| Author(s) | Friedrich Engels |
|---|---|
| Written | 12 December 1878 |
ENGELS TO JOHANN PHILIPP BECKER
IN GENEVA
London, 12 December 1878 122 Regent's Park Road, N. W.
Dear Old Man,
We are all most sorry to hear that things are going so badly with you and, so that you may at least have some help straight away, I have taken out a money order for you for £2 sterling on which, according to the information here, you will be paid 50 frs 40 over there. I have been told to retain the order here, as an order will be sent you by the Swiss post office in Basle, so unless this is done at once, you must complain. I shall see if I can get hold of some more money for you very shortly.
It will, if my own experience is anything to go by, be virtually impossible to obtain any agencies for you here.
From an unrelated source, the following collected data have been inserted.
//! Diagnostics library for a distributed task scheduler
//!
//! This crate projects an immutable snapshot of scheduler state into:
//! - Aggregate task progress counters
//! - Per-host worker resource and processing views
//! - Rendered progress and worker tables, and a combined text report
//!
//! It never mutates, schedules, or persists anything.

pub mod config;
pub mod error;
pub mod family;
pub mod models;
pub mod observability;
pub mod progress;
pub mod report;
pub mod status;
pub mod worker_table;
pub mod workers;

pub use config::ReportConfig;
pub use error::{DiagnosticsError, Result};
pub use family::KeyFamily;
pub use models::*;
pub use observability::DiagnosticsMetrics;
pub use progress::{ProgressRow, ProgressTable};
pub use report::{format_status, scheduler_status_str};
pub use status::StatusSnapshotBuilder;
pub use worker_table::{WorkerRow, WorkerTable};
pub use workers::{hosts_to_json, WorkerInfoAggregator};
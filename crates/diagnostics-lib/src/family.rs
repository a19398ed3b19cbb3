//! Task family extraction seam
//!
//! Grouping a task key into a display family is a naming convention owned
//! by the scheduler, so it is injected rather than hard-coded here.

/// Maps a task key to the family it is displayed under
pub trait KeyFamily {
    fn family(&self, key: &str) -> String;
}

impl<F> KeyFamily for F
where
    F: Fn(&str) -> String,
{
    fn family(&self, key: &str) -> String {
        self(key)
    }
}
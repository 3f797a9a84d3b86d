use std::fmt;
use std::sync::Arc;

use crate::assignment::Assignment;
use crate::domain::Variable;
use crate::error::RelationError;
use crate::relation::Relation;

/// A relation evaluated by a closure rather than materialized as a dense
/// matrix — used for unary hosting-cost relations and for constraints DSA
/// evaluates directly against a neighbor assignment without ever building
/// the full matrix pydcop's `NAryMatrixRelation` would.
#[derive(Clone)]
pub struct FunctionRelation {
    name: String,
    scope: Vec<Arc<Variable>>,
    f: Arc<dyn Fn(&Assignment) -> Result<i64, RelationError> + Send + Sync>,
}

impl FunctionRelation {
    pub fn new(
        name: impl Into<String>,
        scope: Vec<Arc<Variable>>,
        f: impl Fn(&Assignment) -> Result<i64, RelationError> + Send + Sync + 'static,
    ) -> Self {
        FunctionRelation {
            name: name.into(),
            scope,
            f: Arc::new(f),
        }
    }
}

impl Relation for FunctionRelation {
    fn name(&self) -> &str {
        &self.name
    }

    fn scope(&self) -> &[Arc<Variable>] {
        &self.scope
    }

    fn apply(&self, assignment: &Assignment) -> Result<i64, RelationError> {
        (self.f)(assignment)
    }
}

impl fmt::Debug for FunctionRelation {
    fn fmt(&self, f: &mut fmt::Formatter<'_>) -> fmt::Result {
        f.debug_struct("FunctionRelation")
            .field("name", &self.name)
            .field("scope", &self.dimensions())
            .finish()
    }
}

#[cfg(test)]
mod tests {
    use super::*;
    use crate::domain::{Domain, Value};

    #[test]
    fn evaluates_its_closure_against_the_assignment() {
        let x = Arc::new(Variable::new(
            "x",
            Domain::new(vec![Value::Int(0), Value::Int(1)]),
        ));
        let r = FunctionRelation::new("double", vec![x], |a| match a.get("x") {
            Some(Value::Int(i)) => Ok(i * 2),
            _ => Err(RelationError::MissingVariable("x".to_string())),
        });

        let mut a = Assignment::default();
        a.insert("x".to_string(), Value::Int(3));
        assert_eq!(6, r.apply(&a).unwrap());
    }
}
//! # dcop-core
//!
//! `dcop-core` is the algorithm execution substrate of a distributed
//! constraint-optimization (DCOP) runtime: the data model for variables,
//! domains and n-ary constraints, a relation algebra (`join`/`project`/
//! `find_arg_optimal`), a message-passing computation engine that runs one
//! cooperative event loop per agent, an explicit algorithm registry, and
//! three representative algorithm state machines — DPOP (tree inference),
//! DSA (stochastic local search) and SyncBB (synchronous branch-and-bound).
//!
//! ## Quick example
//! The following wires up a two-variable DPOP run on a single agent: `x1`
//! and `x2` each take a color, and a disagreement constraint between them
//! pays a cost of 1 if they end up equal.
//! ```
//! use std::sync::Arc;
//! use std::time::Duration;
//!
//! use dcop_core::algorithms::DpopComputation;
//! use dcop_core::domain::{Domain, Mode, Value, Variable};
//! use dcop_core::engine::{Agent, Transport};
//! use dcop_core::graph::{ComputationNode, Link, LinkKind};
//! use dcop_core::relation::FunctionRelation;
//!
//! fn color_var(name: &str) -> Arc<Variable> {
//!     Arc::new(Variable::new(name, Domain::new(vec![Value::Int(0), Value::Int(1)])))
//! }
//!
//! let x1 = color_var("x1");
//! let x2 = color_var("x2");
//! let disagree = Arc::new(FunctionRelation::new(
//!     "disagree",
//!     vec![x1.clone(), x2.clone()],
//!     |a| Ok(if a.get("x1") == a.get("x2") { 1 } else { 0 }),
//! ));
//!
//! let root = ComputationNode::new(x1, vec![])
//!     .with_links(vec![Link { kind: LinkKind::Children, target: "x2".to_string() }]);
//! let child = ComputationNode::new(x2, vec![disagree])
//!     .with_links(vec![Link { kind: LinkKind::Parent, target: "x1".to_string() }]);
//!
//! let transport = Transport::new();
//! let agent = Agent::new("a1", transport);
//! agent.host_all(vec![
//!     Box::new(DpopComputation::new(child, Mode::Min)),
//!     Box::new(DpopComputation::new(root, Mode::Min)),
//! ]);
//! agent.run_until_idle(Duration::from_millis(10), Duration::from_secs(2));
//! assert_eq!(0, agent.hosted_count());
//! ```
//!
//! ## Going further
//! Start with `domain`/`relation`/`graph` for the data model, `algorithm`
//! for how a named algorithm (plus its parameters) turns a `ComputationDef`
//! into a live computation, and `engine` for the `Computation` trait and the
//! `Agent` that hosts and drives it. `algorithms::dpop`/`dsa`/`syncbb` are
//! the three built-in state machines built on top of that substrate.

pub mod algorithm;
pub mod algorithms;
pub mod assignment;
pub mod domain;
pub mod engine;
pub mod error;
pub mod graph;
pub mod relation;
pub mod result;
pub mod support;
Having been out of business for almost ten years, I have seen all my commercial connections gradually die a natural death; when a man no longer has anything to haggle over, you see, he's no longer of any interest to those gentlemen. However, I shall see if there's anyone I might be able to sound out, although I can't for the time being hold out any prospects for you.
As for the Précurseur, by the way, if the paper doesn't pay for itself I wouldn't, if I were you, expend a single sou on it.[1] I cannot see why you should sacrifice yourself for the benefit of the Genevan workers and their local Genevan politics. If they want a paper, let them pay for it themselves. It's enough in all conscience that you should have to bear the brunt of the worry and the work. Considering all the sacrifices you have made, you really do have the right to call these people together and tell them that you can't go on paying, and that if they want to keep the paper going they must provide the resources themselves.
Today the news has reached us by telegraph that the Federal Council proposes to suppress the magnanimous Guillaume's Avant-garde.[2] I don't know whether it will really happen, but if for one reason or another the last Bakuninist organ were to disappear, and the Genevans proved unwilling to provide the resources, the Précurseur could all the more readily succumb.
Borkheim is still at Hastings, on the coast, confined to bed with the left side of his body paralysed and will recover, if at all, only very slowly. In other respects he seems cheerful enough, and writes from time to time.
Luckily the Prussians have now also placed a ban on my Dühring.[3] Henceforth nothing may be sold in Germany that is directed against bogus socialist rowdies. Thus every anti-Bakuninist publication by Greulich,[4] myself, etc., has been banned. In Bismarck's estimation, anarchist and Dühringian cliquishness should lessen our people's cohesion and bring about what he most ardently desires—an attempted coup that would enable him to shoot. Despite all this, our workers in Germany are behaving altogether admirably, and I hope that they will bring the entire Prussian empire to rack and ruin. This much, however, Mr Bismarck will have achieved: When the set-to begins in Russia—and it won't be long now—things will also be pretty well au point in Germany.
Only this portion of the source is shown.